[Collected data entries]
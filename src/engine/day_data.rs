//! Per-UTC-day vault rollups.

use tracing::{debug, warn};

use crate::chain::ChainState;
use crate::domain::{Address, Amount};
use crate::entities::{Vault, VaultDayData, VaultUpdate};
use crate::pricing::{token_decimals, UsdPriceResolver};
use crate::store::EntityStore;

/// Multiple days can pass between updates; the cumulative total is found
/// by searching backward at most this many days.
const MAX_SEARCH_DEPTH: i64 = 100;

/// Fold one vault update into the vault's bucket for the update's UTC day.
pub fn update_vault_day_data(
    store: &mut EntityStore,
    chain: &dyn ChainState,
    prices: &UsdPriceResolver,
    update: &VaultUpdate,
) {
    let Some(vault) = store.vaults.get(&update.vault).cloned() else {
        warn!(vault = %update.vault, "day rollup against unknown vault");
        return;
    };

    let day_index = update.timestamp.day_index();
    let id = VaultDayData::build_id(&vault.id, day_index);
    let mut day = match store.vault_day_data.get(&id) {
        Some(existing) => existing.clone(),
        None => {
            debug!(id = %id, "no day bucket found, creating");
            VaultDayData {
                id: id.clone(),
                vault: vault.id.clone(),
                timestamp: update.timestamp.day_start(),
                day_index,
                price_per_share: update.price_per_share.clone(),
                deposited: Amount::zero(),
                withdrawn: Amount::zero(),
                day_returns_generated: Amount::zero(),
                total_returns_generated: Amount::zero(),
                day_returns_generated_usd: Amount::zero(),
                total_returns_generated_usd: Amount::zero(),
                token_price_usd: Amount::zero(),
            }
        }
    };

    // Always re-resolve the token price so USD fields reflect the price at
    // the time of this event, not a stale cached value.
    let token_address = match Address::parse(&vault.token) {
        Ok(addr) => addr,
        Err(err) => {
            warn!(vault = %vault.id, %err, "vault has unparseable token id");
            return;
        }
    };
    let usd_price = prices.price_per_token(&token_address);
    let price_divisor = Amount::pow10(token_decimals(store, chain, &token_address));

    day.token_price_usd = usd_price.clone();
    day.price_per_share = update.price_per_share.clone();
    day.deposited = &day.deposited + &update.tokens_deposited;
    day.withdrawn = &day.withdrawn + &update.tokens_withdrawn;
    day.day_returns_generated = &day.day_returns_generated + &update.returns_generated;
    day.day_returns_generated_usd = day
        .day_returns_generated
        .mul_div(&usd_price, &price_divisor);

    apply_cumulative_totals(store, &vault, &mut day, &usd_price, &price_divisor);

    store.vault_day_data.insert(id, day);
}

/// Walk backward day-by-day to the most recent prior bucket and extend its
/// cumulative totals; when no bucket exists within the search bound the
/// totals reset as if this were the vault's first recorded day.
fn apply_cumulative_totals(
    store: &EntityStore,
    vault: &Vault,
    day: &mut VaultDayData,
    usd_price: &Amount,
    price_divisor: &Amount,
) {
    for days_in_past in 1..=MAX_SEARCH_DEPTH {
        let prior_id = VaultDayData::build_id(&vault.id, day.day_index - days_in_past);
        if let Some(prior) = store.vault_day_data.get(&prior_id) {
            day.total_returns_generated =
                &prior.total_returns_generated + &day.day_returns_generated;
            day.total_returns_generated_usd = &prior.total_returns_generated_usd
                + &day.day_returns_generated.mul_div(usd_price, price_divisor);
            return;
        }
    }
    warn!(
        vault = %vault.id, day_index = day.day_index,
        "no prior day bucket within search bound, cumulative totals reset"
    );
    day.total_returns_generated = day.day_returns_generated.clone();
    day.total_returns_generated_usd =
        day.day_returns_generated.mul_div(usd_price, price_divisor);
}
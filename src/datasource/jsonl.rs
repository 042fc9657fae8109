//! JSONL file record source.
//!
//! One decoded record per line. A malformed line is logged and skipped
//! rather than failing the batch; the stream cannot be selectively
//! retried, so continuation beats halting.

use async_trait::async_trait;
use tracing::{error, info};

use crate::datasource::{DataSourceError, RecordSource};
use crate::domain::ChainRecord;

#[derive(Debug, Clone)]
pub struct JsonlRecordSource {
    path: String,
}

impl JsonlRecordSource {
    pub fn new(path: impl Into<String>) -> Self {
        JsonlRecordSource { path: path.into() }
    }
}

#[async_trait]
impl RecordSource for JsonlRecordSource {
    async fn fetch_records(&self) -> Result<Vec<ChainRecord>, DataSourceError> {
        let contents = tokio::fs::read_to_string(&self.path).await?;
        let mut records = Vec::new();
        let mut skipped = 0usize;
        for (line_number, line) in contents.lines().enumerate() {
            let line = line.trim();
            if line.is_empty() {
                continue;
            }
            match serde_json::from_str::<ChainRecord>(line) {
                Ok(record) => records.push(record),
                Err(err) => {
                    skipped += 1;
                    error!(
                        path = %self.path, line = line_number + 1, %err,
                        "malformed record line, skipping"
                    );
                }
            }
        }
        info!(
            path = %self.path, records = records.len(), skipped,
            "loaded record batch"
        );
        Ok(records)
    }
}

#[cfg(test)]
mod tests {
    use super::*;
    use std::io::Write;

    #[tokio::test]
    async fn test_reads_records_and_skips_malformed_lines() {
        let dir = tempfile::TempDir::new().unwrap();
        let path = dir.path().join("records.jsonl");
        let mut file = std::fs::File::create(&path).unwrap();
        writeln!(
            file,
            r#"{{"contract":"0x0000000000000000000000000000000000000001","block_number":1,"timestamp":1640995200,"tx_hash":"0x0000000000000000000000000000000000000000000000000000000000000001","tx_index":0,"log_index":1,"tx_from":"0x0000000000000000000000000000000000000002","payload":{{"kind":"emergency_exit_enabled"}}}}"#
        )
        .unwrap();
        writeln!(file, "not json").unwrap();
        writeln!(file).unwrap();

        let source = JsonlRecordSource::new(path.to_string_lossy().to_string());
        let records = source.fetch_records().await.unwrap();
        assert_eq!(records.len(), 1);
        assert_eq!(records[0].ctx.block_number, 1);
    }

    #[tokio::test]
    async fn test_missing_file_is_an_error() {
        let source = JsonlRecordSource::new("/nonexistent/records.jsonl");
        assert!(source.fetch_records().await.is_err());
    }
}
#![allow(dead_code)]

use vaultgraph::domain::{Address, Amount, ChainRecord, RecordContext, RecordPayload, TxHash};

pub fn addr(n: u8) -> Address {
    Address::parse(&format!("0x{:040x}", n)).unwrap()
}

pub fn tx_hash(n: u64) -> TxHash {
    TxHash::parse(&format!("0x{:064x}", n)).unwrap()
}

pub fn amt(s: &str) -> Amount {
    Amount::from_str_canonical(s).unwrap()
}

pub struct CtxBuilder {
    pub contract: Address,
    pub block_number: u64,
    pub timestamp: i64,
    pub tx_n: u64,
    pub tx_index: u64,
    pub log_index: u64,
    pub tx_from: Address,
}

impl CtxBuilder {
    pub fn new(contract: &Address, tx_from: &Address) -> Self {
        CtxBuilder {
            contract: contract.clone(),
            block_number: 11_000_000,
            timestamp: 1_640_995_200,
            tx_n: 1,
            tx_index: 0,
            log_index: 0,
            tx_from: tx_from.clone(),
        }
    }

    pub fn block(mut self, block: u64) -> Self {
        self.block_number = block;
        self
    }

    pub fn timestamp(mut self, seconds: i64) -> Self {
        self.timestamp = seconds;
        self
    }

    pub fn tx(mut self, n: u64) -> Self {
        self.tx_n = n;
        self
    }

    pub fn tx_index(mut self, tx_index: u64) -> Self {
        self.tx_index = tx_index;
        self
    }

    pub fn log_index(mut self, log_index: u64) -> Self {
        self.log_index = log_index;
        self
    }

    pub fn build(self) -> RecordContext {
        RecordContext {
            contract: self.contract,
            block_number: self.block_number,
            timestamp: self.timestamp,
            tx_hash: tx_hash(self.tx_n),
            tx_index: self.tx_index,
            log_index: self.log_index,
            tx_from: self.tx_from,
            tx_to: None,
            value: Amount::zero(),
            gas_price: Amount::zero(),
            gas_limit: Amount::zero(),
        }
    }
}

pub fn record(ctx: RecordContext, payload: RecordPayload) -> ChainRecord {
    ChainRecord { ctx, payload }
}

pub fn deposit_event(
    vault: &Address,
    user: &Address,
    amount: &str,
    shares: &str,
    tx_n: u64,
    timestamp: i64,
) -> ChainRecord {
    record(
        CtxBuilder::new(vault, user)
            .tx(tx_n)
            .block(11_000_000 + tx_n)
            .timestamp(timestamp)
            .log_index(1)
            .build(),
        RecordPayload::DepositEvent {
            recipient: user.clone(),
            amount: amt(amount),
            shares: amt(shares),
        },
    )
}

pub fn withdraw_event(
    vault: &Address,
    user: &Address,
    amount: &str,
    shares: &str,
    tx_n: u64,
    timestamp: i64,
) -> ChainRecord {
    record(
        CtxBuilder::new(vault, user)
            .tx(tx_n)
            .block(11_000_000 + tx_n)
            .timestamp(timestamp)
            .log_index(1)
            .build(),
        RecordPayload::WithdrawEvent {
            recipient: user.clone(),
            amount: amt(amount),
            shares: amt(shares),
        },
    )
}

pub fn transfer_event(
    vault: &Address,
    sender: &Address,
    receiver: &Address,
    value: &str,
    tx_n: u64,
    timestamp: i64,
) -> ChainRecord {
    record(
        CtxBuilder::new(vault, sender)
            .tx(tx_n)
            .block(11_000_000 + tx_n)
            .timestamp(timestamp)
            .log_index(1)
            .build(),
        RecordPayload::TransferEvent {
            sender: sender.clone(),
            receiver: receiver.clone(),
            value: amt(value),
        },
    )
}

pub fn add_strategy_v2(
    vault: &Address,
    strategy: &Address,
    tx_n: u64,
    timestamp: i64,
) -> ChainRecord {
    record(
        CtxBuilder::new(vault, &addr(0xfe))
            .tx(tx_n)
            .block(11_000_000 + tx_n)
            .timestamp(timestamp)
            .log_index(1)
            .build(),
        RecordPayload::StrategyAddedV2 {
            strategy: strategy.clone(),
            debt_ratio: amt("9500"),
            min_debt_per_harvest: amt("0"),
            max_debt_per_harvest: amt("1000000000"),
            performance_fee: amt("1000"),
        },
    )
}

pub fn strategy_reported_v2(
    vault: &Address,
    strategy: &Address,
    gain: &str,
    loss: &str,
    tx_n: u64,
    timestamp: i64,
) -> ChainRecord {
    record(
        CtxBuilder::new(vault, &addr(0xfe))
            .tx(tx_n)
            .block(11_000_000 + tx_n)
            .timestamp(timestamp)
            .log_index(2)
            .build(),
        RecordPayload::StrategyReportedV2 {
            strategy: strategy.clone(),
            gain: amt(gain),
            loss: amt(loss),
            total_gain: amt(gain),
            total_loss: amt(loss),
            total_debt: amt("0"),
            debt_added: amt("0"),
            debt_ratio: amt("9500"),
            debt_paid: amt("0"),
        },
    )
}
//! Legacy call gating.
//!
//! From API version 0.4.4 the vault emits Deposit/Withdraw events covering
//! the same state change as the legacy call handlers; processing both
//! would double-count balances. Calls routed through a minimal proxy also
//! surface twice (outer and inner call) and are de-duplicated here.

use tracing::{error, info, warn};

use crate::chain::ChainState;
use crate::domain::{Address, ApiVersion, TxHash};
use crate::store::EntityStore;

/// Last API version whose deposits/withdrawals are call-only.
const LAST_VERSION_WITHOUT_EVENTS: ApiVersion = ApiVersion::new(0, 4, 3);

/// Whether a vault at `api_version` emits deposit events.
pub fn deposit_events_supported(api_version: &str) -> bool {
    version_exceeds(api_version, &LAST_VERSION_WITHOUT_EVENTS)
}

/// Whether a vault at `api_version` emits withdraw events.
pub fn withdraw_events_supported(api_version: &str) -> bool {
    version_exceeds(api_version, &LAST_VERSION_WITHOUT_EVENTS)
}

/// Componentwise comparison with an explicit malformed-input rule: a
/// version string that does not parse keeps the legacy handlers active
/// (gate stays closed) and is logged as an error.
fn version_exceeds(candidate: &str, threshold: &ApiVersion) -> bool {
    match candidate.parse::<ApiVersion>() {
        Ok(version) => version.is_greater_than(threshold),
        Err(err) => {
            error!(%err, "unsupported version string, retaining legacy call handling");
            false
        }
    }
}

/// True when the current deposit call must be skipped: proxy double-call
/// (caller and callee are both known vaults), unreadable `apiVersion()`,
/// or a version whose events already cover the change.
pub fn should_skip_deposit_call(
    store: &EntityStore,
    chain: &dyn ChainState,
    call_to: &Address,
    call_from: &Address,
    tx_hash: &TxHash,
) -> bool {
    if store.is_vault(call_to) && store.is_vault(call_from) {
        warn!(
            tx = %tx_hash, to = %call_to, from = %call_from,
            "deposit call between two vaults (minimal proxy), not processing"
        );
        return true;
    }
    let Ok(api_version) = chain.api_version(call_to) else {
        info!(
            vault = %call_to,
            "deposit call handler triggered but contract has no apiVersion(), skipping"
        );
        return true;
    };
    if deposit_events_supported(&api_version) {
        info!(vault = %call_to, "vault supports event-based deposits, skipping call handler");
        return true;
    }
    false
}

/// Withdraw-side counterpart of [`should_skip_deposit_call`].
pub fn should_skip_withdraw_call(
    store: &EntityStore,
    chain: &dyn ChainState,
    call_to: &Address,
    call_from: &Address,
    tx_hash: &TxHash,
) -> bool {
    if store.is_vault(call_to) && store.is_vault(call_from) {
        warn!(
            tx = %tx_hash, to = %call_to, from = %call_from,
            "withdraw call between two vaults (minimal proxy), not processing"
        );
        return true;
    }
    let Ok(api_version) = chain.api_version(call_to) else {
        info!(
            vault = %call_to,
            "withdraw call handler triggered but contract has no apiVersion(), skipping"
        );
        return true;
    };
    if withdraw_events_supported(&api_version) {
        info!(vault = %call_to, "vault supports event-based withdrawals, skipping call handler");
        return true;
    }
    false
}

## What is required
Only the number is wanted. Count the lines above that include the word "double".

## Output for this task
2